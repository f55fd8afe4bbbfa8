use crate::types::{RoundDelta, RunId, RunStatus};

#[derive(Debug, thiserror::Error)]
pub enum StatusStoreError {
    #[error("resource not found: {resource} ({id})")]
    NotFound { resource: &'static str, id: String },

    #[error("conflict: {0}")]
    Conflict(String),

    #[error("serialization failed: {0}")]
    Serialization(String),

    #[error("backend failure: {0}")]
    Backend(String),
}

pub type StatusStoreResult<T> = Result<T, StatusStoreError>;

/// Persistence for run status. Readers get whatever was last written;
/// `apply_round` is the only writer used by the engine.
#[async_trait::async_trait]
pub trait StatusStore: Send + Sync {
    async fn get_status(&self, run_id: &RunId) -> StatusStoreResult<Option<RunStatus>>;

    /// Re-reads the latest persisted status for `run_id` (creating an empty
    /// one on first use), folds `delta` in and writes the result back.
    async fn apply_round(&self, run_id: &RunId, delta: RoundDelta)
    -> StatusStoreResult<RunStatus>;

    /// Removes the run's status. Returns whether anything was stored.
    async fn delete_run(&self, run_id: &RunId) -> StatusStoreResult<bool>;

    async fn list_runs(&self) -> StatusStoreResult<Vec<RunId>>;
}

·····

_What the task asks:_ The complete material must be repeated exactly.

_Task output:_
repository f55fd8afe4bbbfa8
use crate::types::{RoundDelta, RunId, RunStatus};

#[derive(Debug, thiserror::Error)]
pub enum StatusStoreError {
    #[error("resource not found: {resource} ({id})")]
    NotFound { resource: &'static str, id: String },

    #[error("conflict: {0}")]
    Conflict(String),

    #[error("serialization failed: {0}")]
    Serialization(String),

    #[error("backend failure: {0}")]
    Backend(String),
}

pub type StatusStoreResult<T> = Result<T, StatusStoreError>;

/// Persistence for run status. Readers get whatever was last written;
/// `apply_round` is the only writer used by the engine.
#[async_trait::async_trait]
pub trait StatusStore: Send + Sync {
    async fn get_status(&self, run_id: &RunId) -> StatusStoreResult<Option<RunStatus>>;

    /// Re-reads the latest persisted status for `run_id` (creating an empty
    /// one on first use), folds `delta` in and writes the result back.
    async fn apply_round(&self, run_id: &RunId, delta: RoundDelta)
    -> StatusStoreResult<RunStatus>;

    /// Removes the run's status. Returns whether anything was stored.
    async fn delete_run(&self, run_id: &RunId) -> StatusStoreResult<bool>;

    async fn list_runs(&self) -> StatusStoreResult<Vec<RunId>>;
}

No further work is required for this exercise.